Ease of anxiety was more than food and drink to Amber; his feeling of relief, to have convoyed Sophia to the company and protection of Anglo-Saxons like himself, was intense. Yet he swallowed his preliminary brandy-peg in a distinctly uncomfortable frame of mind, strangely troubled by the reflection that round that lone white table was gathered together the known white population of the State; a census of which accounted for just five souls.

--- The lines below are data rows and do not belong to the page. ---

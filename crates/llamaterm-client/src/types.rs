//! Wire types for the OpenAI Chat Completions and Models APIs.
//!
//! Response types are lenient: OpenAI-compatible servers differ in which
//! envelope fields they bother to send, so every field falls back to a
//! default when absent.  A missing `choices` array means zero choices.

use serde::{Deserialize, Deserializer, Serialize};

// ---------------------------------------------------------------------------
// Messages
// ---------------------------------------------------------------------------

/// The role of a participant in a conversation.
#[derive(Debug, Clone, Copy, Default, PartialEq, Eq, Serialize, Deserialize)]
#[serde(rename_all = "lowercase")]
pub enum Role {
    /// Instructions that shape model behavior.
    System,
    /// Input from the human user.
    User,
    /// Output from the model.
    #[default]
    Assistant,
}

impl Role {
    /// The lowercase wire name of the role.
    pub fn as_str(&self) -> &'static str {
        match self {
            Self::System => "system",
            Self::User => "user",
            Self::Assistant => "assistant",
        }
    }
}

/// A single message in a conversation.
#[derive(Debug, Clone, PartialEq, Eq, Serialize, Deserialize)]
pub struct Message {
    /// Who produced this message.
    #[serde(default)]
    pub role: Role,

    /// The textual content of the message.
    #[serde(default, deserialize_with = "null_as_empty")]
    pub content: String,
}

impl Message {
    /// Create a system message.
    pub fn system(content: impl Into<String>) -> Self {
        Self {
            role: Role::System,
            content: content.into(),
        }
    }

    /// Create a user message.
    pub fn user(content: impl Into<String>) -> Self {
        Self {
            role: Role::User,
            content: content.into(),
        }
    }

    /// Create an assistant message.
    pub fn assistant(content: impl Into<String>) -> Self {
        Self {
            role: Role::Assistant,
            content: content.into(),
        }
    }
}

fn null_as_empty<'de, D>(deserializer: D) -> Result<String, D::Error>
where
    D: Deserializer<'de>,
{
    Ok(Option::<String>::deserialize(deserializer)?.unwrap_or_default())
}

// ---------------------------------------------------------------------------
// Chat completion response
// ---------------------------------------------------------------------------

/// Body of a non-streaming `POST /chat/completions` response.
#[derive(Debug, Clone, Default, PartialEq, Serialize, Deserialize)]
pub struct ChatCompletionResponse {
    #[serde(default)]
    pub id: String,
    #[serde(default)]
    pub object: String,
    #[serde(default)]
    pub created: i64,
    #[serde(default)]
    pub model: String,
    /// Candidate completions. May be empty or absent.
    #[serde(default)]
    pub choices: Vec<Choice>,
    #[serde(default)]
    pub usage: Usage,
}

impl ChatCompletionResponse {
    /// Content of the first choice, if the server returned any.
    pub fn first_content(&self) -> Option<&str> {
        self.choices.first().map(|c| c.message.content.as_str())
    }
}

/// One candidate completion.
#[derive(Debug, Clone, Default, PartialEq, Serialize, Deserialize)]
pub struct Choice {
    #[serde(default)]
    pub index: u32,
    #[serde(default)]
    pub message: Message,
    #[serde(default)]
    pub finish_reason: Option<String>,
}

impl Default for Message {
    fn default() -> Self {
        Self::assistant(String::new())
    }
}

/// Token accounting reported by the server.
#[derive(Debug, Clone, Copy, Default, PartialEq, Eq, Serialize, Deserialize)]
pub struct Usage {
    #[serde(default)]
    pub prompt_tokens: u32,
    #[serde(default)]
    pub completion_tokens: u32,
    #[serde(default)]
    pub total_tokens: u32,
}

// ---------------------------------------------------------------------------
// Models
// ---------------------------------------------------------------------------

/// One entry of a `GET /models` listing.
#[derive(Debug, Clone, Default, PartialEq, Eq, Serialize, Deserialize)]
pub struct ModelInfo {
    pub id: String,
    #[serde(default)]
    pub object: String,
    #[serde(default)]
    pub created: i64,
    #[serde(default)]
    pub owned_by: String,
}

/// Envelope of a `GET /models` response.
#[derive(Debug, Clone, Default, Deserialize)]
pub(crate) struct ModelsResponse {
    #[serde(default)]
    pub data: Vec<ModelInfo>,
}
//! Client error types.
//!
//! Every fatal condition the client can hit surfaces through [`ClientError`].
//! Framing noise inside an SSE stream is never an error; see
//! [`crate::streaming`].

use serde::Deserialize;

/// Unified error type for the chat-completion client.
#[derive(Debug, thiserror::Error)]
pub enum ClientError {
    // -- Transport -----------------------------------------------------------
    /// The request never produced an HTTP status (DNS, refused connection,
    /// timeout, or the body could not be read on the buffered path).
    #[error("request failed: {reason}")]
    Transport { reason: String },

    /// The server answered with a non-2xx status.
    #[error("API error (status {status}): {message}")]
    Api { status: u16, message: String },

    // -- Decoding ------------------------------------------------------------
    /// A 2xx body did not have the expected envelope shape.
    #[error("failed to decode response: {reason}")]
    Decode { reason: String },

    /// Reading a streamed body failed part way through.
    #[error("error reading stream: {reason}")]
    StreamRead { reason: String },

    // -- Configuration -------------------------------------------------------
    /// The HTTP client could not be constructed.
    #[error("client config error: {reason}")]
    Config { reason: String },
}

/// Convenience alias used throughout the client crate.
pub type Result<T> = std::result::Result<T, ClientError>;

impl ClientError {
    /// HTTP status carried by an [`ClientError::Api`] error.
    pub fn status(&self) -> Option<u16> {
        match self {
            Self::Api { status, .. } => Some(*status),
            _ => None,
        }
    }
}

impl From<reqwest::Error> for ClientError {
    fn from(err: reqwest::Error) -> Self {
        Self::Transport {
            reason: err.to_string(),
        }
    }
}

#[derive(Debug, Deserialize)]
struct ErrorPayload {
    error: Option<ErrorPayloadFields>,
}

#[derive(Debug, Deserialize)]
struct ErrorPayloadFields {
    message: Option<String>,
}

/// Extract a human-readable message from an error response body.
///
/// Prefers `error.message` from an OpenAI-style `{"error": {...}}` payload and
/// falls back to the raw body text verbatim.
pub fn parse_error_message(body: &str) -> String {
    serde_json::from_str::<ErrorPayload>(body)
        .ok()
        .and_then(|payload| payload.error)
        .and_then(|fields| fields.message)
        .filter(|message| !message.is_empty())
        .unwrap_or_else(|| body.to_owned())
}
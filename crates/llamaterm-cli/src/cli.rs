//! CLI argument definitions for LlamaTerm.
//!
//! All `clap` structures live here so that `main.rs` stays focused on
//! dispatching subcommands.

use std::path::PathBuf;

use clap::{Args, Parser, Subcommand};

/// LlamaTerm -- an LLM assistant for your terminal.
#[derive(Parser)]
#[command(
    name = "lt",
    version,
    about = "LlamaTerm -- chat with any OpenAI-compatible LLM from your terminal",
    long_about = "Ask questions, generate shell commands, explain files and debug errors \
                  using a local (Ollama, LM Studio, vLLM) or hosted OpenAI-compatible API."
)]
pub struct Cli {
    #[command(flatten)]
    pub global: GlobalArgs,

    #[command(subcommand)]
    pub command: Commands,
}

/// Flags accepted by every subcommand.  They override the config file and
/// environment.
#[derive(Args, Debug, Clone, Default)]
pub struct GlobalArgs {
    /// Config file to use instead of the default location.
    #[arg(long, global = true, value_name = "PATH")]
    pub config: Option<PathBuf>,

    /// API base URL (e.g. http://localhost:11434/v1).
    #[arg(long, global = true)]
    pub base_url: Option<String>,

    /// API key.
    #[arg(long, global = true)]
    pub api_key: Option<String>,

    /// Model to use.
    #[arg(long, short, global = true)]
    pub model: Option<String>,

    /// Wait for the full response instead of streaming it.
    #[arg(long, global = true)]
    pub no_stream: bool,

    /// Maximum tokens to generate.
    #[arg(long, global = true)]
    pub max_tokens: Option<u32>,

    /// Sampling temperature (0.0 - 2.0).
    #[arg(long, global = true)]
    pub temperature: Option<f32>,

    /// Enable debug logging on stderr.
    #[arg(long, short, global = true)]
    pub verbose: bool,
}

#[derive(Subcommand)]
pub enum Commands {
    /// Ask a question (reads stdin when no question is given).
    Ask {
        /// The question.
        question: Vec<String>,

        /// Copy the answer to the clipboard.
        #[arg(long, short)]
        copy: bool,
    },

    /// Ask a question and copy the answer to the clipboard.
    Copy {
        /// The question.
        #[arg(required = true, num_args = 1..)]
        question: Vec<String>,
    },

    /// Generate a shell command from a description and run it.
    Cmd {
        /// What the command should do (reads stdin when omitted).
        description: Vec<String>,

        /// Print the command without running it.
        #[arg(long)]
        dry_run: bool,

        /// Run without asking for confirmation.
        #[arg(long, short)]
        yes: bool,
    },

    /// Generate and immediately run a shell command (dangerous ones are refused).
    Quick {
        /// What the command should do.
        #[arg(required = true, num_args = 1..)]
        description: Vec<String>,
    },

    /// Explain a source file.
    Explain {
        /// File to explain.
        file: PathBuf,

        /// Specific question about the file.
        question: Vec<String>,
    },

    /// Diagnose an error message (reads stdin when omitted).
    Fix {
        /// The error text.
        error: Vec<String>,
    },

    /// Start an interactive chat session.
    Chat {
        /// Resume a saved conversation (the latest when no id is given).
        #[arg(long, short, value_name = "ID", num_args = 0..=1, default_missing_value = "")]
        resume: Option<String>,
    },

    /// List models available on the server.
    Models,

    /// Inspect or create the config file.
    Config {
        #[command(subcommand)]
        action: ConfigAction,
    },

    /// Inspect or clear the chat history.
    History {
        #[command(subcommand)]
        action: HistoryAction,
    },

    /// Manage saved chat conversations.
    Conversations {
        #[command(subcommand)]
        action: ConversationAction,
    },

    /// Print version and connection settings.
    Version,
}

/// Actions for the config file.
#[derive(Subcommand)]
pub enum ConfigAction {
    /// Show the effective configuration.
    Show,
    /// Print the config file location.
    Path,
    /// Write a default config file.
    Init,
}

/// Actions for the chat history.
#[derive(Subcommand)]
pub enum HistoryAction {
    /// Show recent exchanges.
    List,
    /// Delete all history.
    Clear,
}

/// Actions for saved conversations.
#[derive(Subcommand)]
pub enum ConversationAction {
    /// List saved conversations.
    List,
    /// Print a conversation.
    Show {
        /// Conversation id (a unique prefix is enough).
        id: String,
    },
    /// Delete a conversation.
    Delete {
        /// Conversation id (a unique prefix is enough).
        id: String,
    },
}

#[cfg(test)]
mod tests {
    use clap::CommandFactory;

    use super::*;

    #[test]
    fn cli_definition_is_valid() {
        Cli::command().debug_assert();
    }

    #[test]
    fn global_flags_after_subcommand() {
        let cli = Cli::try_parse_from(["lt", "ask", "hi", "-m", "gpt-4o", "--no-stream"]).unwrap();
        assert_eq!(cli.global.model.as_deref(), Some("gpt-4o"));
        assert!(cli.global.no_stream);
        match cli.command {
            Commands::Ask { question, copy } => {
                assert_eq!(question, vec!["hi"]);
                assert!(!copy);
            }
            _ => panic!("expected ask"),
        }
    }

    #[test]
    fn resume_with_and_without_id() {
        let cli = Cli::try_parse_from(["lt", "chat", "--resume"]).unwrap();
        assert!(matches!(cli.command, Commands::Chat { resume: Some(ref id) } if id.is_empty()));

        let cli = Cli::try_parse_from(["lt", "chat", "-r", "2024-05"]).unwrap();
        assert!(matches!(cli.command, Commands::Chat { resume: Some(ref id) } if id == "2024-05"));

        let cli = Cli::try_parse_from(["lt", "chat"]).unwrap();
        assert!(matches!(cli.command, Commands::Chat { resume: None }));
    }

    #[test]
    fn quick_joins_words() {
        let cli = Cli::try_parse_from(["lt", "quick", "list", "big", "files"]).unwrap();
        match cli.command {
            Commands::Quick { description } => assert_eq!(description.join(" "), "list big files"),
            _ => panic!("expected quick"),
        }
    }
}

In the encompassing, exotic gloom of that blue Indian night—the kind of night that never seems friendly to the Occidental but forever teems with hints of tragic mystery—the cloth, lighted by shaded candles, shone as immaculate and lustrous as an island of snow in a sea of ink—as a good deed in a naughty world. Its punctilious array of crystal and silver was no more foreign to the setting than were the men who sat round it, stiff in that black-and-white armour of civilisation, impregnable against the insidious ease of the East, in which your expatriate Englishman nightly encases himself wherever he may be, as loath to forego the ceremony of "dressing for dinner" as he would be to dispense with letters from Home.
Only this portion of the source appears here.